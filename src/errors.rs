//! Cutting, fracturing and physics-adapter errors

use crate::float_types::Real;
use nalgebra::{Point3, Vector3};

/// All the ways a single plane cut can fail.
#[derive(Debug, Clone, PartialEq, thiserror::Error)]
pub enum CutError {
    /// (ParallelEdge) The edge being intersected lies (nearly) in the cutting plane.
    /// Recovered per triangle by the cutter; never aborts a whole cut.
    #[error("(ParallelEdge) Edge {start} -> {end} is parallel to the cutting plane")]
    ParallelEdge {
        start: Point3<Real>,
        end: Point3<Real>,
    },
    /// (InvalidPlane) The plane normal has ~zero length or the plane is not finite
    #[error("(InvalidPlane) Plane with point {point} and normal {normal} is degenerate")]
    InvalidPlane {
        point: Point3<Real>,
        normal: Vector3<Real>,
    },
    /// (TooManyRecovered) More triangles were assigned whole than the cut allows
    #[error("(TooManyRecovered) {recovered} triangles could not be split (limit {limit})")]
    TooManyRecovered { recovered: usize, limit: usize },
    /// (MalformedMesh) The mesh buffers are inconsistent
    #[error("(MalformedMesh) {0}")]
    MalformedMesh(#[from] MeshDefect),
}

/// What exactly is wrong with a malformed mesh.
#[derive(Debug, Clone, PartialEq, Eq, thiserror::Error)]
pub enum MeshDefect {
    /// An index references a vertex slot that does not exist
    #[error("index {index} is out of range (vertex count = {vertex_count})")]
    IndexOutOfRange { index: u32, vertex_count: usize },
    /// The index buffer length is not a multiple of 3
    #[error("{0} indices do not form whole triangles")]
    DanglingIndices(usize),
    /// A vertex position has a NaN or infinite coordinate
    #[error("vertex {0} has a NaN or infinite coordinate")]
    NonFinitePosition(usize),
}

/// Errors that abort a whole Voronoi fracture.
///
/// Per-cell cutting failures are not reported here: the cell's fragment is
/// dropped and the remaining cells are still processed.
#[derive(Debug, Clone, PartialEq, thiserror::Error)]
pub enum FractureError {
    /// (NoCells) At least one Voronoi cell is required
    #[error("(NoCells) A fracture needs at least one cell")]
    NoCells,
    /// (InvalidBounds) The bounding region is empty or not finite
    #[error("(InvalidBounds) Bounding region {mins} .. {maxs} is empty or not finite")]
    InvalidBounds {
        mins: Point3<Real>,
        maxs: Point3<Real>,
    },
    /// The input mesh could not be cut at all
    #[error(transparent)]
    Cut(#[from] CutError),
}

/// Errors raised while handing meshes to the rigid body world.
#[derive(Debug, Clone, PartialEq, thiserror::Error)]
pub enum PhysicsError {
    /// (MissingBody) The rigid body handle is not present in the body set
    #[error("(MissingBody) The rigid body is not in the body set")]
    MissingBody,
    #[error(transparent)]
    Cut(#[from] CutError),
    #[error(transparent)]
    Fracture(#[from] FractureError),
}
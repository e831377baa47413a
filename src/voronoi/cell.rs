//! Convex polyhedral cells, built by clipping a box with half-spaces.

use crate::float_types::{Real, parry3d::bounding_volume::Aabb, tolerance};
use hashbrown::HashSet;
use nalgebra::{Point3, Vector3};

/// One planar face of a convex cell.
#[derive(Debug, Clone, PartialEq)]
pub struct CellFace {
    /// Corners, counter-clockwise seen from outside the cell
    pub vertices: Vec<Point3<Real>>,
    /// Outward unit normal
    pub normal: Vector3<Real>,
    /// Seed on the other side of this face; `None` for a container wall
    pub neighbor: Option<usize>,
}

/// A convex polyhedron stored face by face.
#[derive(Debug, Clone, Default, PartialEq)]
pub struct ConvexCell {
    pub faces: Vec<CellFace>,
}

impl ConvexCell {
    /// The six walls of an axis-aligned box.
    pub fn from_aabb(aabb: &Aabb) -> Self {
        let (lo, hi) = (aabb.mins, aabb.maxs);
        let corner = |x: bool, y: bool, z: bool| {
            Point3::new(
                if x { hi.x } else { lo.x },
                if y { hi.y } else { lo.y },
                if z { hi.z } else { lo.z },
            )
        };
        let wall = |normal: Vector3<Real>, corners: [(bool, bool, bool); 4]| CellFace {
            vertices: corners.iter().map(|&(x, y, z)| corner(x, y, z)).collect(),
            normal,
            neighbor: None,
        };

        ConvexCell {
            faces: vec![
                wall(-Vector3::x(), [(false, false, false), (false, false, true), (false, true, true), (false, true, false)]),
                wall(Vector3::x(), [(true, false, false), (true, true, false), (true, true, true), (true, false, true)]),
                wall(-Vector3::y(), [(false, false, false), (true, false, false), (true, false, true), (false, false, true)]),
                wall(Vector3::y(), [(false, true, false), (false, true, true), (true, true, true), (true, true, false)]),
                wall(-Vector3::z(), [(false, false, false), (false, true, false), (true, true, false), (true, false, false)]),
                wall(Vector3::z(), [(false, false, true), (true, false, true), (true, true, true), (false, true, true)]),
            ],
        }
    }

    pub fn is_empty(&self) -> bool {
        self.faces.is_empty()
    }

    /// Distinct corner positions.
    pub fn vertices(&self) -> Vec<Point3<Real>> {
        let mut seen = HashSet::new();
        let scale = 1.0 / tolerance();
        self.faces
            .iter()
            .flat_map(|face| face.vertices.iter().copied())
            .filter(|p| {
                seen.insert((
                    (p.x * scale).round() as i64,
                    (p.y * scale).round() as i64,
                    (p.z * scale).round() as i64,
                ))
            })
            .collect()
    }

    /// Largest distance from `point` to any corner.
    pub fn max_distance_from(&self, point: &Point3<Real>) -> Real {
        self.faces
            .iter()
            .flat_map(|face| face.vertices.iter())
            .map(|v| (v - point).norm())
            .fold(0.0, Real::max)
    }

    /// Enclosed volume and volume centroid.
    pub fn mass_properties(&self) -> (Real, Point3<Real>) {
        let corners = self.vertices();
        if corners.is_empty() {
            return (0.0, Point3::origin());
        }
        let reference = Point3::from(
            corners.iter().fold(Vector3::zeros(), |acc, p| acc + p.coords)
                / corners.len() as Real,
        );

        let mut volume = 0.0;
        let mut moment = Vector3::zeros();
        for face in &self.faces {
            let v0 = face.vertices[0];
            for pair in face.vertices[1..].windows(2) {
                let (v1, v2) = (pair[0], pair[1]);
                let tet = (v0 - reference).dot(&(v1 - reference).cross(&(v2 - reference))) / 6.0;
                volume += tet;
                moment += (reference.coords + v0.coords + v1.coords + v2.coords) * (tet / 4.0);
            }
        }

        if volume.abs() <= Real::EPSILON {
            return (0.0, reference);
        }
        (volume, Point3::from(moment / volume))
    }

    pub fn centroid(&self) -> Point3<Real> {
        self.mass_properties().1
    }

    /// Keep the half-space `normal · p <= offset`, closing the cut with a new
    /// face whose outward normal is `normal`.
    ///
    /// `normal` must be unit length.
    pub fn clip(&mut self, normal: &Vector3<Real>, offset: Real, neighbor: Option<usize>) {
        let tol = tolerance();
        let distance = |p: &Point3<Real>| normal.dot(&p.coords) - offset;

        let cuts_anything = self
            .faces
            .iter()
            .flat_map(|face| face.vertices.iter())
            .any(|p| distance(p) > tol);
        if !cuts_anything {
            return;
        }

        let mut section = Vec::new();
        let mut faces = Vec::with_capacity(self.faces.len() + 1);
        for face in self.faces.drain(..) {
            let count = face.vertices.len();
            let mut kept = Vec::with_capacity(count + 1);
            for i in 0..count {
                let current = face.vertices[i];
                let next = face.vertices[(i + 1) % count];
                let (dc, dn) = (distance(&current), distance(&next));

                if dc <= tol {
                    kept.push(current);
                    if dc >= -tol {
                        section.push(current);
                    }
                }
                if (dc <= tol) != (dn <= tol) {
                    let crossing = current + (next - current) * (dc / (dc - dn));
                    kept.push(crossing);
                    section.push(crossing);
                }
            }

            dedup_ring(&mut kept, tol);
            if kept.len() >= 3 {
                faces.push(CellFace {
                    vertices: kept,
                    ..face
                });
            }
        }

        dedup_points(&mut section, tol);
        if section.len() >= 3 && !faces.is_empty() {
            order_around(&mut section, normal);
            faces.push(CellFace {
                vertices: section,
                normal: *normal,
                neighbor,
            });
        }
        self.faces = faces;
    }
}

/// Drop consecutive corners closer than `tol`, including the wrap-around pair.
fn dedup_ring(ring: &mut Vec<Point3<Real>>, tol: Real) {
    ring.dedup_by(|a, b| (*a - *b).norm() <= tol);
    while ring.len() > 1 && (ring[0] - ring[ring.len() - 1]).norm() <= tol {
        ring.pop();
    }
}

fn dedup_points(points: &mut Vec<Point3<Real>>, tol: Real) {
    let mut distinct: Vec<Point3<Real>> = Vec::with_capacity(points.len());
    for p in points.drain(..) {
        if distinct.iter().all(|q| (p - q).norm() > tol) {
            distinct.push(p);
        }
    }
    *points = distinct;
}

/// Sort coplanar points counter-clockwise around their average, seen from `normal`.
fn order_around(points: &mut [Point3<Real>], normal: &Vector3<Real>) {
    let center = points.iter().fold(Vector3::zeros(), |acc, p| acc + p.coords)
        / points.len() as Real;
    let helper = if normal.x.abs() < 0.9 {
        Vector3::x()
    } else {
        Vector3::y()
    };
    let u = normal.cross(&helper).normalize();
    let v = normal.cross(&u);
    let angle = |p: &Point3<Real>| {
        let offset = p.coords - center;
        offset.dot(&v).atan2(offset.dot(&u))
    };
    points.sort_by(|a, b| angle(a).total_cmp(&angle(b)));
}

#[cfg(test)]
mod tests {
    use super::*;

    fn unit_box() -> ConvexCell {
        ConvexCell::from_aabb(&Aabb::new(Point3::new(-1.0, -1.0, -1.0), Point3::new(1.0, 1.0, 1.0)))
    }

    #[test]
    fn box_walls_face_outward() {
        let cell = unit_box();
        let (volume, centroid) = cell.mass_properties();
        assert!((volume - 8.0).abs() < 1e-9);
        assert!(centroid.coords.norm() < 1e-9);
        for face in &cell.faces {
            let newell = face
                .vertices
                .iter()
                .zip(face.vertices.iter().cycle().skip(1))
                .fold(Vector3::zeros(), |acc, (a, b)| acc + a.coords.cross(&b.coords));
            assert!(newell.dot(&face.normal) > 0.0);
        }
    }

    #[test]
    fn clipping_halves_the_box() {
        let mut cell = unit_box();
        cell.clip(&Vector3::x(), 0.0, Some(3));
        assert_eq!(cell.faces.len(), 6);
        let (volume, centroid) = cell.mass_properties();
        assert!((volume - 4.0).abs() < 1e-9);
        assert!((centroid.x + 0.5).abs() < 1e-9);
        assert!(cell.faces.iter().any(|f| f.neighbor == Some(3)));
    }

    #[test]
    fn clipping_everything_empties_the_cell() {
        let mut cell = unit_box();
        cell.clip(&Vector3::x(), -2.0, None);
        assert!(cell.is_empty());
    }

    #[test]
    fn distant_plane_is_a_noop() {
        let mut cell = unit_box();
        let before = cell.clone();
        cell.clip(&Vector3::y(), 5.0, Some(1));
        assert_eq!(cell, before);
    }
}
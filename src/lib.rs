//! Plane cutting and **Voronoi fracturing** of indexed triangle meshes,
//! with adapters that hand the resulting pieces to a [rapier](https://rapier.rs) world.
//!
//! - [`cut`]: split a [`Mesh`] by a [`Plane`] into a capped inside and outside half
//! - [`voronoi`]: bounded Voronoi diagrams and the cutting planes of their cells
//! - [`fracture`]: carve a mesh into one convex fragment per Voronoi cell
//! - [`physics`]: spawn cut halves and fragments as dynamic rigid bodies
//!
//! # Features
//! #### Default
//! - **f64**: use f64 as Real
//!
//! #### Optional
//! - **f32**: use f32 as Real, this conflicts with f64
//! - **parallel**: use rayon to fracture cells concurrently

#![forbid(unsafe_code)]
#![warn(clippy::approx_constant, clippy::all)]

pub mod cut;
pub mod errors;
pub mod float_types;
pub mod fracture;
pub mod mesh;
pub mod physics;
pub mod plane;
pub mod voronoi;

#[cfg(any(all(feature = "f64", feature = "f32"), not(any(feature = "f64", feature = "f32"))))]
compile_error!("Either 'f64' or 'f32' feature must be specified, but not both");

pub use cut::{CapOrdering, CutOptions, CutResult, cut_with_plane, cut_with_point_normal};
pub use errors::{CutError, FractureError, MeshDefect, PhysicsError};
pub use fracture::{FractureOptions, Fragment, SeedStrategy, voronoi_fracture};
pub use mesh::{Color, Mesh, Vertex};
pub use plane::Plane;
^^^^^^^^^^^^^^^^
» **Goal of the exercise**
Reproduce all lines from the records above that include the word "must".

» **Task answer**
    /// `normal` must be unit length.
compile_error!("Either 'f64' or 'f32' feature must be specified, but not both");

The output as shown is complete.